■ PROVIDED INFORMATION ■
//! A minimal SOAP 1.1 client.
//!
//! Each call wraps a serde-serializable request in an envelope, sends it
//! through a [`Transport`](soapclient_transport::Transport) and decodes the
//! reply into the caller's response type, surfacing SOAP faults as errors.
//!
//! Header blocks are neither sent nor read by the client.
//!
//! # Example
//!
//! ```ignore
//! use serde::{Deserialize, Serialize};
//! use soapclient::Client;
//! use soapclient_transport_http::HttpTransport;
//!
//! #[derive(Serialize)]
//! struct GetStatus {
//!     #[serde(rename = "ID")]
//!     id: u32,
//! }
//!
//! #[derive(Deserialize)]
//! struct StatusResponse {
//!     #[serde(rename = "State")]
//!     state: String,
//! }
//!
//! let client = Client::new("http://localhost:8080/status", HttpTransport::new_default()?);
//! let response: StatusResponse = client.call("GetStatus", &GetStatus { id: 42 }).await?;
//! ```
#![warn(missing_docs)]
#![warn(clippy::all)]
#![warn(clippy::pedantic)]
#![warn(clippy::nursery)]

mod client;
pub mod envelope;
mod error;
mod skip_none;

pub use client::Client;
pub use envelope::{Body, Envelope, Fault, Header};
pub use error::{Error, Result};
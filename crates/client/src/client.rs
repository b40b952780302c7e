use serde::Serialize;
use serde::de::DeserializeOwned;
use soapclient_transport::{Transport, TransportRequest};
use tracing::{debug, instrument, warn};

use crate::envelope::{Body, Envelope};
use crate::error::{Error, Result};

/// A client performing SOAP exchanges against a single endpoint.
///
/// The client holds no state besides its address and transport, so one
/// instance can serve any number of concurrent calls.
#[derive(Clone, Debug)]
pub struct Client<T>
where
    T: Transport,
{
    address: String,
    transport: T,
}

impl<T> Client<T>
where
    T: Transport,
{
    /// Creates a new client for the endpoint at `address`.
    pub fn new(address: impl Into<String>, transport: T) -> Self {
        Self {
            address: address.into(),
            transport,
        }
    }

    /// The endpoint this client talks to.
    #[must_use]
    pub fn address(&self) -> &str {
        &self.address
    }

    /// Performs one exchange and returns the decoded response payload.
    ///
    /// The request is wrapped in a header-less envelope and sent with
    /// `action` as the transport-level action header. An empty `action` is sent
    /// as is. The response payload is decoded into `R`.
    ///
    /// # Errors
    ///
    /// This function will return an error if:
    /// - the request cannot be encoded
    /// - the transport fails to send the request or read the response
    /// - the response body is empty
    /// - the response is not an envelope whose content matches `R`
    /// - the response carries a SOAP fault
    #[instrument(skip(self, request), fields(address = %self.address))]
    pub async fn call<Q, R>(&self, action: &str, request: &Q) -> Result<R>
    where
        Q: Serialize + Sync,
        R: DeserializeOwned,
    {
        let document = Envelope::content(request).encode()?;

        debug!("sending {} byte request", document.len());

        let response = self
            .transport
            .round_trip(TransportRequest::soap(&self.address, action, document))
            .await
            .map_err(|e| Error::Transport(Box::new(e)))?;

        debug!(
            "received {} byte response with status {}",
            response.body.len(),
            response.status
        );

        if response.body.is_empty() {
            return Err(Error::EmptyResponse);
        }

        match Envelope::<R>::decode(&response.body)?.body {
            Body::Content(content) => Ok(content),
            Body::Fault(fault) => {
                warn!("received SOAP fault: {}", fault);
                Err(Error::Fault(fault))
            }
        }
    }

    /// Performs one exchange and stores the decoded payload in `destination`.
    ///
    /// `destination` is only written when the exchange succeeds.
    ///
    /// # Errors
    ///
    /// Fails in the same cases as [`Client::call`].
    pub async fn call_into<Q, R>(&self, action: &str, request: &Q, destination: &mut R) -> Result<()>
    where
        Q: Serialize + Sync,
        R: DeserializeOwned,
    {
        *destination = self.call(action, request).await?;

        Ok(())
    }
}
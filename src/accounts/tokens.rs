use rand::{rngs::OsRng, Rng};
use time::{Duration, OffsetDateTime};

/// How long a verification or reset token stays valid.
pub const TOKEN_TTL: Duration = Duration::minutes(10);

/// What a one-time token authorizes.
#[derive(Debug, Clone, Copy, PartialEq, Eq)]
pub enum TokenPurpose {
    Verification,
    Reset,
}

impl TokenPurpose {
    pub fn invalid_message(self) -> &'static str {
        match self {
            TokenPurpose::Verification => "Invalid token",
            TokenPurpose::Reset => "Invalid reset token",
        }
    }

    pub fn expired_message(self) -> &'static str {
        match self {
            TokenPurpose::Verification => "Token expired",
            TokenPurpose::Reset => "Reset token expired",
        }
    }
}

/// Source of the current time.
pub trait Clock: Send + Sync {
    fn now(&self) -> OffsetDateTime;
}

#[derive(Debug, Clone, Copy, Default)]
pub struct SystemClock;

impl Clock for SystemClock {
    fn now(&self) -> OffsetDateTime {
        OffsetDateTime::now_utc()
    }
}

/// Six decimal digits, uniform over 100000..=999999.
pub fn generate_token() -> String {
    OsRng.gen_range(100_000..=999_999u32).to_string()
}

pub fn expiration_from(now: OffsetDateTime) -> OffsetDateTime {
    now + TOKEN_TTL
}

/// A token is still good at the exact instant it expires.
pub fn is_expired(expiration: OffsetDateTime, now: OffsetDateTime) -> bool {
    now > expiration
}

/// Greeting name taken from the address: "jane.doe@x.com" -> "Jane".
pub fn display_name(email: &str) -> String {
    let local = email.split('@').next().unwrap_or_default();
    let first = local.split('.').next().unwrap_or_default();
    let mut chars = first.chars();
    match chars.next() {
        Some(c) => c.to_uppercase().chain(chars.flat_map(char::to_lowercase)).collect(),
        None => String::new(),
    }
}

#[cfg(test)]
mod tests {
    use super::*;
    use time::macros::datetime;

    #[test]
    fn tokens_are_six_digits_in_range() {
        for _ in 0..1_000 {
            let token = generate_token();
            assert_eq!(token.len(), 6);
            let n: u32 = token.parse().expect("numeric token");
            assert!((100_000..=999_999).contains(&n));
        }
    }

    #[test]
    fn expiration_is_ten_minutes_out() {
        let now = datetime!(2024-05-01 12:00 UTC);
        assert_eq!(expiration_from(now), datetime!(2024-05-01 12:10 UTC));
    }

    #[test]
    fn expiry_boundary_is_inclusive() {
        let exp = datetime!(2024-05-01 12:10 UTC);
        assert!(!is_expired(exp, datetime!(2024-05-01 12:09:59 UTC)));
        assert!(!is_expired(exp, exp));
        assert!(is_expired(exp, exp + Duration::nanoseconds(1)));
    }

    #[test]
    fn display_name_capitalizes_first_segment() {
        assert_eq!(display_name("jane.doe@example.com"), "Jane");
        assert_eq!(display_name("BOB@example.com"), "Bob");
        assert_eq!(display_name("a@x.com"), "A");
        assert_eq!(display_name(".hidden@x.com"), "");
        assert_eq!(display_name("no-at-sign"), "No-at-sign");
    }

    #[test]
    fn purpose_messages_differ() {
        assert_eq!(TokenPurpose::Verification.invalid_message(), "Invalid token");
        assert_eq!(TokenPurpose::Reset.expired_message(), "Reset token expired");
    }
}
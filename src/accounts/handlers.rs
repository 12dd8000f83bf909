use axum::{
    extract::{rejection::JsonRejection, State},
    http::StatusCode,
    routing::post,
    Json, Router,
};
use tracing::{instrument, warn};

use crate::{
    accounts::dto::{
        LoginRequest, MessageResponse, RequestResetRequest, ResetPasswordRequest, SignupRequest,
        VerifyRequest,
    },
    error::AccountError,
    state::AppState,
};

type ApiResult<T> = Result<T, AccountError>;

pub fn account_routes() -> Router<AppState> {
    Router::new()
        .route("/signup", post(signup))
        .route("/verify", post(verify))
        .route("/login", post(login))
        .route("/request-reset", post(request_reset))
        .route("/reset-password", post(reset_password))
}

fn body<T>(payload: Result<Json<T>, JsonRejection>) -> ApiResult<T> {
    match payload {
        Ok(Json(v)) => Ok(v),
        Err(rejection) => {
            warn!(error = %rejection, "unreadable request body");
            Err(AccountError::Invalid("Malformed request body"))
        }
    }
}

#[instrument(skip(state, payload))]
pub async fn signup(
    State(state): State<AppState>,
    payload: Result<Json<SignupRequest>, JsonRejection>,
) -> ApiResult<(StatusCode, Json<MessageResponse>)> {
    let req = body(payload)?;
    state
        .accounts
        .signup(
            req.email.as_deref().unwrap_or_default(),
            req.password.as_deref().unwrap_or_default(),
        )
        .await?;
    Ok((
        StatusCode::CREATED,
        Json(MessageResponse::new("Signup successful")),
    ))
}

#[instrument(skip(state, payload))]
pub async fn verify(
    State(state): State<AppState>,
    payload: Result<Json<VerifyRequest>, JsonRejection>,
) -> ApiResult<Json<MessageResponse>> {
    let req = body(payload)?;
    state
        .accounts
        .verify(
            req.email.as_deref().unwrap_or_default(),
            req.token.as_deref().unwrap_or_default(),
        )
        .await?;
    Ok(Json(MessageResponse::new("Account verified")))
}

#[instrument(skip(state, payload))]
pub async fn login(
    State(state): State<AppState>,
    payload: Result<Json<LoginRequest>, JsonRejection>,
) -> ApiResult<Json<MessageResponse>> {
    let req = body(payload)?;
    state
        .accounts
        .login(
            req.email.as_deref().unwrap_or_default(),
            req.password.as_deref().unwrap_or_default(),
        )
        .await?;
    Ok(Json(MessageResponse::new("Login successful")))
}

#[instrument(skip(state, payload))]
pub async fn request_reset(
    State(state): State<AppState>,
    payload: Result<Json<RequestResetRequest>, JsonRejection>,
) -> ApiResult<Json<MessageResponse>> {
    let req = body(payload)?;
    state
        .accounts
        .request_reset(req.email.as_deref().unwrap_or_default())
        .await?;
    Ok(Json(MessageResponse::new("Reset token sent")))
}

#[instrument(skip(state, payload))]
pub async fn reset_password(
    State(state): State<AppState>,
    payload: Result<Json<ResetPasswordRequest>, JsonRejection>,
) -> ApiResult<Json<MessageResponse>> {
    let req = body(payload)?;
    state
        .accounts
        .reset_password(
            req.token.as_deref().unwrap_or_default(),
            req.new_password.as_deref().unwrap_or_default(),
        )
        .await?;
    Ok(Json(MessageResponse::new("Password reset successful")))
}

■ PROBLEM ■
Go through the listing above and find each line containing the string "JsonRejection"; copy those lines.

■ RESPONSE TO THE TASK ■
    extract::{rejection::JsonRejection, State},
fn body<T>(payload: Result<Json<T>, JsonRejection>) -> ApiResult<T> {
    payload: Result<Json<SignupRequest>, JsonRejection>,
    payload: Result<Json<VerifyRequest>, JsonRejection>,
    payload: Result<Json<LoginRequest>, JsonRejection>,
    payload: Result<Json<RequestResetRequest>, JsonRejection>,
    payload: Result<Json<ResetPasswordRequest>, JsonRejection>,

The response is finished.